Dem kann ich zustimmen, ich will diesen Punkt aus Sicht der LINKEN etwas konkretisieren. Richtig ist, zur Rettung der Banken und Finanzdienstleister wurden in der ersten Phase der Krise hunderte von Milliarden für Schutzschilde auf Bundes- Landes- und europäischer Ebene in kürzester Zeit zur Verfügung gestellt.

In der zweiten Phase sprang der Staat der gebeutelten Realwirtschaft bei, mit Verschrottungsprämien für die Automobilkonzerne und mit Kurzarbeitszuschüssen.

Während die Arbeitnehmerinnen und Arbeitnehmer im ersten Fall als Steuerzahler bluten mussten, wurden sie bei der Krisenbewältigung mittels Kurzarbeit mit erheblichen Einkommensverlusten zur Kasse gebeten.

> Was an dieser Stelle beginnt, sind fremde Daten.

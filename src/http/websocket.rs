//! WebSocket upgrade proxying.
//!
//! # Responsibilities
//! - Forward the upgrade handshake to the backend
//! - Answer the client with the backend's `101 Switching Protocols`
//! - Relay raw bytes in both directions until either side closes
//!
//! # Data Flow
//! ```text
//! Client ←──── bytes ────→ Gateway ←──── bytes ────→ Backend
//!          pump (c→b) ─┐             ┌─ pump (b→c)
//!                      └─ CancellationToken ─┘ ← idle watchdog / shutdown
//! ```
//!
//! # Design Decisions
//! - Frames are not parsed: the tunnel is byte-transparent
//! - Both pumps and the idle watchdog share one token; the first to finish
//!   cancels the others, so no half-open connection outlives its peer
//! - Any failure before the client's 101 is answered with 502

use std::net::SocketAddr;
use std::sync::atomic::{AtomicU64, Ordering};
use std::sync::Arc;
use std::time::{Duration, Instant};

use axum::body::Body;
use axum::http::header::{self, HeaderValue};
use axum::http::{Extensions, Request, Response, StatusCode, Version};
use hyper::upgrade::OnUpgrade;
use hyper_util::rt::TokioIo;
use tokio::io::{AsyncRead, AsyncReadExt, AsyncWrite, AsyncWriteExt};
use tokio_util::sync::CancellationToken;

use crate::http::proxy::{send, BackendClient};
use crate::http::request::{backend_uri, original_host, set_forwarded_headers, strip_hop_by_hop};
use crate::http::response::ProxyError;
use crate::net::ConnectionSlot;
use crate::observability::metrics;
use crate::routing::Route;

const PUMP_BUFFER: usize = 16 * 1024;

/// Settings for one upgraded tunnel.
#[derive(Debug, Clone)]
pub struct TunnelOptions {
    /// Close the tunnel after this long without traffic in either direction.
    pub idle_timeout: Duration,
    /// Cancelled on gateway shutdown.
    pub token: CancellationToken,
}

/// Bytes relayed by a finished tunnel.
#[derive(Debug, Default, Clone, Copy, PartialEq, Eq)]
pub struct TunnelStats {
    pub client_to_backend: u64,
    pub backend_to_client: u64,
}

/// Proxy a WebSocket upgrade request to `address`.
pub async fn proxy_upgrade(
    client: &BackendClient,
    response_timeout: Duration,
    tunnel: TunnelOptions,
    route: &Route,
    address: &str,
    peer: SocketAddr,
    mut request: Request<Body>,
) -> Result<Response<Body>, ProxyError> {
    let client_upgrade = request
        .extensions_mut()
        .remove::<OnUpgrade>()
        .ok_or(ProxyError::UpgradeUnavailable)?;
    let slot = request.extensions().get::<ConnectionSlot>().cloned();

    let (mut parts, body) = request.into_parts();
    let protocol = parts
        .headers
        .get(header::UPGRADE)
        .cloned()
        .unwrap_or_else(|| HeaderValue::from_static("websocket"));

    let host = original_host(&parts);
    let path = route.forward_path(parts.uri.path()).into_owned();
    parts.uri = backend_uri(address, &path, parts.uri.query())?;
    parts.version = Version::HTTP_11;
    parts.extensions = Extensions::new();
    strip_hop_by_hop(&mut parts.headers);
    parts.headers.insert(header::CONNECTION, HeaderValue::from_static("upgrade"));
    parts.headers.insert(header::UPGRADE, protocol);
    set_forwarded_headers(&mut parts.headers, host, peer);

    let mut response = send(client, response_timeout, Request::from_parts(parts, body)).await?;
    if response.status() != StatusCode::SWITCHING_PROTOCOLS {
        tracing::warn!(
            route = route.name(),
            backend = address,
            status = %response.status(),
            "Backend refused upgrade"
        );
        return Err(ProxyError::UpgradeRefused(response.status()));
    }

    let backend_upgrade = hyper::upgrade::on(&mut response);
    let backend_io = match tokio::time::timeout(response_timeout, backend_upgrade).await {
        Ok(Ok(upgraded)) => upgraded,
        Ok(Err(e)) => return Err(ProxyError::UpgradeFailed(e)),
        Err(_) => return Err(ProxyError::Timeout(response_timeout)),
    };

    let route_name = route.name().to_string();
    let backend = address.to_string();
    tokio::spawn(async move {
        // Holds the connection slot for the tunnel's lifetime.
        let _slot = slot;
        match client_upgrade.await {
            Ok(client_io) => {
                tracing::info!(route = %route_name, backend = %backend, peer = %peer, "Upgrade tunnel opened");
                let stats = run_tunnel(TokioIo::new(client_io), TokioIo::new(backend_io), tunnel).await;
                tracing::info!(
                    route = %route_name,
                    peer = %peer,
                    client_to_backend = stats.client_to_backend,
                    backend_to_client = stats.backend_to_client,
                    "Upgrade tunnel closed"
                );
            }
            Err(e) => {
                tracing::warn!(route = %route_name, error = %e, "Client upgrade failed");
            }
        }
    });

    let (parts, _) = response.into_parts();
    Ok(Response::from_parts(parts, Body::empty()))
}

/// Relay bytes between `client` and `backend` until one side closes, the
/// tunnel idles out, or `options.token` is cancelled.
pub async fn run_tunnel<C, B>(client: C, backend: B, options: TunnelOptions) -> TunnelStats
where
    C: AsyncRead + AsyncWrite + Send + 'static,
    B: AsyncRead + AsyncWrite + Send + 'static,
{
    let token = options.token.child_token();
    let started = Instant::now();
    let last_activity = Arc::new(AtomicU64::new(0));

    let (client_read, client_write) = tokio::io::split(client);
    let (backend_read, backend_write) = tokio::io::split(backend);

    metrics::tunnel_opened();
    let upstream = tokio::spawn(pump(
        client_read,
        backend_write,
        token.clone(),
        started,
        last_activity.clone(),
    ));
    let downstream = tokio::spawn(pump(
        backend_read,
        client_write,
        token.clone(),
        started,
        last_activity.clone(),
    ));
    let watchdog = tokio::spawn(idle_watchdog(
        options.idle_timeout,
        token.clone(),
        started,
        last_activity,
    ));

    let (up, down) = tokio::join!(upstream, downstream);
    token.cancel();
    let _ = watchdog.await;
    metrics::tunnel_closed();

    TunnelStats {
        client_to_backend: up.unwrap_or_default(),
        backend_to_client: down.unwrap_or_default(),
    }
}

/// Copy one direction. Cancels the shared token when it stops for any reason.
async fn pump<R, W>(
    mut reader: R,
    mut writer: W,
    token: CancellationToken,
    started: Instant,
    last_activity: Arc<AtomicU64>,
) -> u64
where
    R: AsyncRead + Unpin,
    W: AsyncWrite + Unpin,
{
    let mut buf = vec![0u8; PUMP_BUFFER];
    let mut total = 0u64;

    loop {
        let n = tokio::select! {
            _ = token.cancelled() => break,
            read = reader.read(&mut buf) => match read {
                Ok(0) => break,
                Ok(n) => n,
                Err(e) => {
                    tracing::debug!(error = %e, "Tunnel read failed");
                    break;
                }
            },
        };

        let written = tokio::select! {
            _ = token.cancelled() => break,
            written = writer.write_all(&buf[..n]) => written,
        };
        if let Err(e) = written {
            tracing::debug!(error = %e, "Tunnel write failed");
            break;
        }

        total += n as u64;
        last_activity.store(started.elapsed().as_millis() as u64, Ordering::Relaxed);
    }

    token.cancel();
    let _ = writer.shutdown().await;
    total
}

/// Cancel `token` once no byte has moved for `idle`.
async fn idle_watchdog(
    idle: Duration,
    token: CancellationToken,
    started: Instant,
    last_activity: Arc<AtomicU64>,
) {
    loop {
        let last = Duration::from_millis(last_activity.load(Ordering::Relaxed));
        let deadline = started + last + idle;
        if Instant::now() >= deadline {
            tracing::debug!(idle = ?idle, "Tunnel idle timeout");
            token.cancel();
            return;
        }
        tokio::select! {
            _ = token.cancelled() => return,
            _ = tokio::time::sleep_until(deadline.into()) => {}
        }
    }
}
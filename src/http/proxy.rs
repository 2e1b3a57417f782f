//! Reverse proxy forwarding.
//!
//! # Responsibilities
//! - Rewrite the request for the backend (URI, prefix strip, forwarded headers)
//! - Send it through the pooled client with a response-head deadline
//! - Relay status, headers and a streamed body back to the client
//! - Abort either body when it stalls between frames
//!
//! # Design Decisions
//! - Bodies are never buffered: the incoming body is the upstream body and
//!   the backend body is the client body
//! - Outgoing requests are always HTTP/1.1, whatever the client spoke
//! - Dropping the handler future (client gone) drops the backend request

use std::net::SocketAddr;
use std::time::Duration;

use axum::body::Body;
use axum::http::{Extensions, Request, Response, Version};
use hyper::body::Incoming;
use hyper_util::client::legacy::{connect::HttpConnector, Client};
use hyper_util::rt::TokioExecutor;

use crate::config::TimeoutConfig;
use crate::http::body::IdleTimeoutBody;
use crate::http::request::{backend_uri, original_host, set_forwarded_headers, strip_hop_by_hop};
use crate::http::response::ProxyError;
use crate::routing::Route;

/// Pooled HTTP/1.1 client shared by all routes.
pub type BackendClient = Client<HttpConnector, Body>;

/// Build the backend client. Connections are pooled per backend address and
/// resolved on every new connect.
pub fn build_client(timeouts: &TimeoutConfig) -> BackendClient {
    let mut connector = HttpConnector::new();
    connector.set_connect_timeout(Some(Duration::from_secs(timeouts.connect_secs)));
    connector.set_nodelay(true);

    Client::builder(TokioExecutor::new())
        .pool_idle_timeout(Duration::from_secs(90))
        .build(connector)
}

/// Forward a plain (non-upgrade) request to `address`.
///
/// `response_timeout` bounds the wait for the response head; `body_idle`
/// bounds every gap between body frames in both directions.
pub async fn forward(
    client: &BackendClient,
    response_timeout: Duration,
    body_idle: Duration,
    route: &Route,
    address: &str,
    peer: SocketAddr,
    request: Request<Body>,
) -> Result<Response<Body>, ProxyError> {
    let (mut parts, body) = request.into_parts();

    let host = original_host(&parts);
    let path = route.forward_path(parts.uri.path()).into_owned();
    parts.uri = backend_uri(address, &path, parts.uri.query())?;
    parts.version = Version::HTTP_11;
    parts.extensions = Extensions::new();
    strip_hop_by_hop(&mut parts.headers);
    set_forwarded_headers(&mut parts.headers, host, peer);

    tracing::debug!(route = route.name(), backend = address, path = %path, "Forwarding request");

    let body = Body::new(IdleTimeoutBody::new(body_idle, body));
    let response = send(client, response_timeout, Request::from_parts(parts, body)).await?;
    let (mut parts, body) = response.into_parts();
    strip_hop_by_hop(&mut parts.headers);
    Ok(Response::from_parts(parts, Body::new(IdleTimeoutBody::new(body_idle, body))))
}

/// Send `request`, mapping failures to gateway errors.
pub(crate) async fn send(
    client: &BackendClient,
    response_timeout: Duration,
    request: Request<Body>,
) -> Result<Response<Incoming>, ProxyError> {
    match tokio::time::timeout(response_timeout, client.request(request)).await {
        Ok(Ok(response)) => Ok(response),
        Ok(Err(e)) if e.is_connect() => Err(ProxyError::Unreachable(e)),
        Ok(Err(e)) => Err(ProxyError::Upstream(e)),
        Err(_) => Err(ProxyError::Timeout(response_timeout)),
    }
}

Weitere Opfer der Krise sind unzweifelhaft die Kommunen. Mit 12 Milliarden Euro stehen sie in der Kreide. Hinzu kommen weitere 40 Milliarden Euro an Kassenkrediten. Die Lage der Städte und Gemeinden ist auch im Landkreis angespannt, wenn auch sehr unterschiedlich. Aber dies ist nicht nur dem krisenbedingten Einbruch der Gewerbesteuern in 2009 geschuldet, sondern maßgeblich auf den Steuersenkungswettlauf von CDU, SPD, FDP und Grünen auf Bundesebene zurückzuführen. Fast 30 Milliarden Euro Mindereinnahmen auf Seiten der Kommunen gehen auf das Konto dieser Parteien. Sich nun hinzustellen und die kommunale Familie in Form einer Erhöhung der Kreisumlage zu bemühen wird nicht ausreichen, um der Situation gerecht zu werden.  Ehrlicher wäre es, das schuldhafte Verhalten der eigenen Parteien einzugestehen und für eine nachhaltige Finanzausstattung der Kommunen einzutreten. Das wäre doch auch einmal eine Aufforderung wert an unsere Herren Bundes- und Landtagsabgeordneten hier im Kreistag und im Regionalverband.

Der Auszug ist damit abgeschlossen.